Prof. Dr. Francesco Corman is continuing the research direction in transport system at the post left vacant by Prof. Dr. Ulrich Weidmann, who is now Vice President of Human Resources and Infrastructure of the ETH Zurich. The Italian born travel aficionado will direct research towards improving transport systems operations based on rigorous mathematical models.
What does development of transport systems mean nowadays?
What I see is that people are raising the bar of the requirements of transport systems higher and higher, as a consequence of an increased comfort, and higher quality of life. We do not only want to move, but we want to move as seamless as possible, with space and comfort for ourselves either commuting or travelling for leisure; sometimes we do not really care about speed of travel, we actually don t mind so much to take a slower mode of transport (think about bikes), or we give up a bit of speed in the transport part itself, to achieve a better achievement in the overall transport experience (think about people taking public transport to avoid the problem of parking). Basically … life is not in the destination, it is in the journey, right? Development of transport would mean including those increasing wishes from users in the design and control, so that the realized operations, what people actually feel, would match the expectations.

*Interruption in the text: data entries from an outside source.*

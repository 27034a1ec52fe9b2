use std::sync::{Condvar, Mutex, MutexGuard, PoisonError};

use refunction_common::{
    anyhow::{bail, Result},
    nix::{sys::signal::Signal, unistd::Pid},
};

/// Why a traced thread is sitting in ptrace-stop.
#[derive(Debug, Clone, Copy, PartialEq, Eq)]
pub enum StopReason {
    /// `PTRACE_EVENT_STOP`, the whole group was stopped by `signal`.
    Group(Signal),
    /// Signal-delivery-stop, `signal` will be delivered unless suppressed.
    Signal(Signal),
}

impl StopReason {
    pub fn signal(&self) -> Signal {
        match self {
            StopReason::Group(sig) | StopReason::Signal(sig) => *sig,
        }
    }

    /// The signal to hand back to the thread when it is continued.
    ///
    /// Group-stops and our own `SIGSTOP`s are never re-delivered.
    pub fn reinject(&self) -> Option<Signal> {
        match self {
            StopReason::Signal(Signal::SIGSTOP) | StopReason::Group(_) => None,
            StopReason::Signal(sig) => Some(*sig),
        }
    }
}

#[derive(Default)]
struct Slot {
    stop: Option<StopReason>,
    /// A `SIGSTOP` was sent and a caller is waiting for it.
    requested: bool,
    /// A `SIGSTOP` was sent but the caller was served by another stop.
    stray: bool,
    closed: bool,
}

/// Single slot mailbox holding the stop token of one thread.
///
/// The token stays in place until the thread is continued so any number of
/// callers can observe the same stop.
#[derive(Default)]
pub(crate) struct StopMailbox {
    slot: Mutex<Slot>,
    cond: Condvar,
}

impl StopMailbox {
    fn lock(&self) -> MutexGuard<'_, Slot> {
        self.slot.lock().unwrap_or_else(PoisonError::into_inner)
    }

    pub fn publish(&self, reason: StopReason) {
        let mut slot = self.lock();
        if slot.requested {
            slot.requested = false;
            // our SIGSTOP is still queued, it must not park the thread later
            slot.stray = reason.signal() != Signal::SIGSTOP;
        }
        slot.stop = Some(reason);
        self.cond.notify_all();
    }

    pub fn peek(&self) -> Option<StopReason> {
        self.lock().stop
    }

    pub fn take(&self) -> Option<StopReason> {
        self.lock().stop.take()
    }

    /// Marks a `SIGSTOP` as in flight.
    ///
    /// Returns `true` only for the caller that has to send it.
    pub fn request_stop(&self, tid: Pid) -> Result<bool> {
        let mut slot = self.lock();
        if slot.closed {
            bail!("trace task {tid} has exited");
        }
        if slot.stop.is_some() || slot.requested {
            return Ok(false);
        }
        slot.requested = true;
        if slot.stray {
            // adopt the SIGSTOP already on its way
            slot.stray = false;
            return Ok(false);
        }
        Ok(true)
    }

    /// Consumes a stray `SIGSTOP`. Returns `false` when none was pending, in
    /// which case the `SIGSTOP` came from someone else.
    pub fn swallow_stray(&self) -> bool {
        let mut slot = self.lock();
        std::mem::take(&mut slot.stray)
    }

    pub fn has_stray(&self) -> bool {
        self.lock().stray
    }

    pub fn cancel_request(&self) {
        self.lock().requested = false;
    }

    /// Blocks until a stop token is present and returns it without consuming it.
    pub fn wait(&self, tid: Pid) -> Result<StopReason> {
        let mut slot = self.lock();
        loop {
            if let Some(reason) = slot.stop {
                return Ok(reason);
            }
            if slot.closed {
                bail!("trace task {tid} has exited");
            }
            slot = self
                .cond
                .wait(slot)
                .unwrap_or_else(PoisonError::into_inner);
        }
    }

    /// Wakes every waiter, the thread will never stop again.
    pub fn close(&self) {
        let mut slot = self.lock();
        slot.closed = true;
        slot.stop = None;
        self.cond.notify_all();
    }
}

#[cfg(test)]
mod tests {
    use std::{
        sync::atomic::{AtomicUsize, Ordering},
        thread,
        time::Duration,
    };

    use super::*;

    #[test]
    fn test_concurrent_stop_requests_send_once() {
        let mailbox = StopMailbox::default();
        let tid = Pid::from_raw(1);
        let sent = AtomicUsize::new(0);

        thread::scope(|s| {
            let waiters: Vec<_> = (0..8)
                .map(|_| {
                    s.spawn(|| {
                        if mailbox.request_stop(tid).unwrap() {
                            sent.fetch_add(1, Ordering::SeqCst);
                        }
                        mailbox.wait(tid).unwrap()
                    })
                })
                .collect();

            thread::sleep(Duration::from_millis(20));
            mailbox.publish(StopReason::Signal(Signal::SIGSTOP));

            for waiter in waiters {
                assert_eq!(
                    waiter.join().unwrap(),
                    StopReason::Signal(Signal::SIGSTOP)
                );
            }
        });

        assert_eq!(sent.load(Ordering::SeqCst), 1);
        // already stopped, nothing more to send
        assert!(!mailbox.request_stop(tid).unwrap());
        assert_eq!(mailbox.peek(), Some(StopReason::Signal(Signal::SIGSTOP)));
    }

    #[test]
    fn test_take_rearms_requests() {
        let mailbox = StopMailbox::default();
        let tid = Pid::from_raw(1);

        mailbox.publish(StopReason::Group(Signal::SIGSTOP));
        assert_eq!(mailbox.take(), Some(StopReason::Group(Signal::SIGSTOP)));
        assert_eq!(mailbox.peek(), None);
        assert!(mailbox.request_stop(tid).unwrap());
    }

    #[test]
    fn test_stop_served_by_another_signal_leaves_a_stray() {
        let mailbox = StopMailbox::default();
        let tid = Pid::from_raw(1);

        assert!(mailbox.request_stop(tid).unwrap());
        mailbox.publish(StopReason::Signal(Signal::SIGUSR2));
        assert_eq!(mailbox.wait(tid).unwrap(), StopReason::Signal(Signal::SIGUSR2));
        assert!(mailbox.has_stray());

        mailbox.take();
        assert!(mailbox.swallow_stray());
        assert!(!mailbox.swallow_stray());
        // nothing in flight anymore, the next stop sends again
        assert!(mailbox.request_stop(tid).unwrap());
    }

    #[test]
    fn test_stray_is_adopted_by_the_next_request() {
        let mailbox = StopMailbox::default();
        let tid = Pid::from_raw(1);

        assert!(mailbox.request_stop(tid).unwrap());
        mailbox.publish(StopReason::Signal(Signal::SIGUSR2));
        mailbox.take();

        // the SIGSTOP is still on its way, wait for it instead of sending another
        assert!(!mailbox.request_stop(tid).unwrap());
        assert!(!mailbox.has_stray());
        mailbox.publish(StopReason::Signal(Signal::SIGSTOP));
        assert!(!mailbox.has_stray());
        assert_eq!(mailbox.peek(), Some(StopReason::Signal(Signal::SIGSTOP)));
    }

    #[test]
    fn test_unrequested_stops_leave_no_stray() {
        let mailbox = StopMailbox::default();

        mailbox.publish(StopReason::Signal(Signal::SIGUSR2));
        mailbox.take();
        mailbox.publish(StopReason::Signal(Signal::SIGSTOP));
        assert!(!mailbox.has_stray());
    }

    #[test]
    fn test_close_wakes_waiters() {
        let mailbox = StopMailbox::default();
        let tid = Pid::from_raw(7);

        thread::scope(|s| {
            let waiter = s.spawn(|| mailbox.wait(tid));
            thread::sleep(Duration::from_millis(20));
            mailbox.close();

            let err = waiter.join().unwrap().unwrap_err();
            assert_eq!(err.to_string(), "trace task 7 has exited");
        });

        assert!(mailbox.request_stop(tid).is_err());
    }

    #[test]
    fn test_reinject() {
        assert_eq!(StopReason::Signal(Signal::SIGSTOP).reinject(), None);
        assert_eq!(StopReason::Group(Signal::SIGTSTP).reinject(), None);
        assert_eq!(
            StopReason::Signal(Signal::SIGUSR1).reinject(),
            Some(Signal::SIGUSR1)
        );
    }
}
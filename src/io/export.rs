//! Export bundles: named image payloads plus a descriptive metadata table
//!
//! The bundle is the logical structure the packaging step consumes: one
//! named binary blob per asset and one metadata row per image under a
//! fixed header. Compression of the bundle is out of scope.

use crate::io::configuration::{METADATA_COLUMNS, METADATA_FILENAME, STOCK_KEYWORDS, STOCK_TITLE};
use crate::io::error::{GenerationError, Result};
use crate::pipeline::generate::GeneratedAsset;
use std::path::Path;

/// Descriptive row for one asset: filename, title, keywords, palette, date
///
/// Title and keywords are constant boilerplate, not derived from image
/// content.
pub fn metadata_row(asset: &GeneratedAsset) -> [String; 5] {
    [
        asset.filename.clone(),
        STOCK_TITLE.to_string(),
        STOCK_KEYWORDS.to_string(),
        asset.palette_name.clone(),
        asset.timestamp.to_rfc3339(),
    ]
}

/// Assemble the delimited metadata table for a set of assets
///
/// One header line plus one quoted row per asset, each line newline
/// terminated.
pub fn metadata_csv(assets: &[GeneratedAsset]) -> String {
    let mut table = METADATA_COLUMNS.join(",");
    table.push('\n');

    for asset in assets {
        let quoted: Vec<String> = metadata_row(asset)
            .iter()
            .map(|field| format!("\"{field}\""))
            .collect();
        table.push_str(&quoted.join(","));
        table.push('\n');
    }

    table
}

/// Write an export bundle to a directory: every full payload under its
/// asset filename, plus the metadata table
///
/// # Errors
///
/// Returns [`GenerationError::FileSystem`] if the directory cannot be
/// created or any file cannot be written.
pub fn export_bundle(assets: &[GeneratedAsset], output_dir: &Path) -> Result<()> {
    std::fs::create_dir_all(output_dir).map_err(|e| GenerationError::FileSystem {
        path: output_dir.to_path_buf(),
        operation: "create directory",
        source: e,
    })?;

    for asset in assets {
        let image_path = output_dir.join(&asset.filename);
        std::fs::write(&image_path, &asset.full_image).map_err(|e| {
            GenerationError::FileSystem {
                path: image_path.clone(),
                operation: "write image",
                source: e,
            }
        })?;
    }

    let table_path = output_dir.join(METADATA_FILENAME);
    std::fs::write(&table_path, metadata_csv(assets)).map_err(|e| {
        GenerationError::FileSystem {
            path: table_path.clone(),
            operation: "write metadata table",
            source: e,
        }
    })?;

    Ok(())
}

Where is your thematic research focus?
I see large opportunities to improve transport systems operations based on rigorous mathematical models to be used for analytics and optimization of operations. Transport systems like public transport in general, railways, and freight logistics are becoming more and more a system where rich transport units interact within a rich infrastructure, with increasing possibilities for control, increasing interconnection between systems, and increasing vulnerability to more and more random dynamics due to a variety of factors. The question is: how to cope with that?
How do you see the future of transport:
Transport is already part of our life, everybody would move at least a bit to go working, the things we need probably come from the other side of the world, with huge pressures on the time dynamics (we want it all, and we want it now, see same-day-delivery), plus a general effort to reduce costs and when possible increase sustainability. This trend can only increase with more urbanized areas, where more people ask for better transport. Collective transport systems within urban areas are one crucial need for this, be it with traditional bus, with some form of automated-car sharing, and for longer distances railway and high speed connections. The fact that transport infrastructure is so expensive means every new development either comes with enthusiastic support of the politics (and that is sometimes the case in Switzerland), or with a difficult cost-benefit analysis; this second part is even more important for purely commercial systems like logistics.
How do you see the role of NSL and interdisciplinary research?
Transport and mobility defines our life in a very interdisciplinary way. I see most benefits when ideas and perspective are joined and contaminated together, to bring actual steps forward. NSL provides an ideal playground for this. My idea, and my background as well, tells me that a lot of steps forward in research in transportation come from importing ideas about quantitative models, analytics, optimization into the transport phenomena we experience, and the one we would like to see. The wide spectrum of research within NSL would provide for sure more than enough opportunities for joint research opportunities.
What do you see as the primary differences and similarities in transport systems in Switzerland, compared to the countries you are familiar with based on your research experience?
Switzerland is like a paradise for a transport enthusiast. Despite very strong geographical constraints, the system works in an admirable way, public transport is of the highest quality worldwide, trains and punctuality are a trademark of the country. Moreover, people have a very high standard of life, and they would like the same from any service they ask and pay for, including public transport. So in a sense, quite challenging to improve!
Francesco Corman is professor of Transport system at IVT. Previously professor at TU Delft and KU Leuven, he joined ETH in 2017. His main fields of research include operation and control of public transport systems, rail traffic management, logistics and maintenance.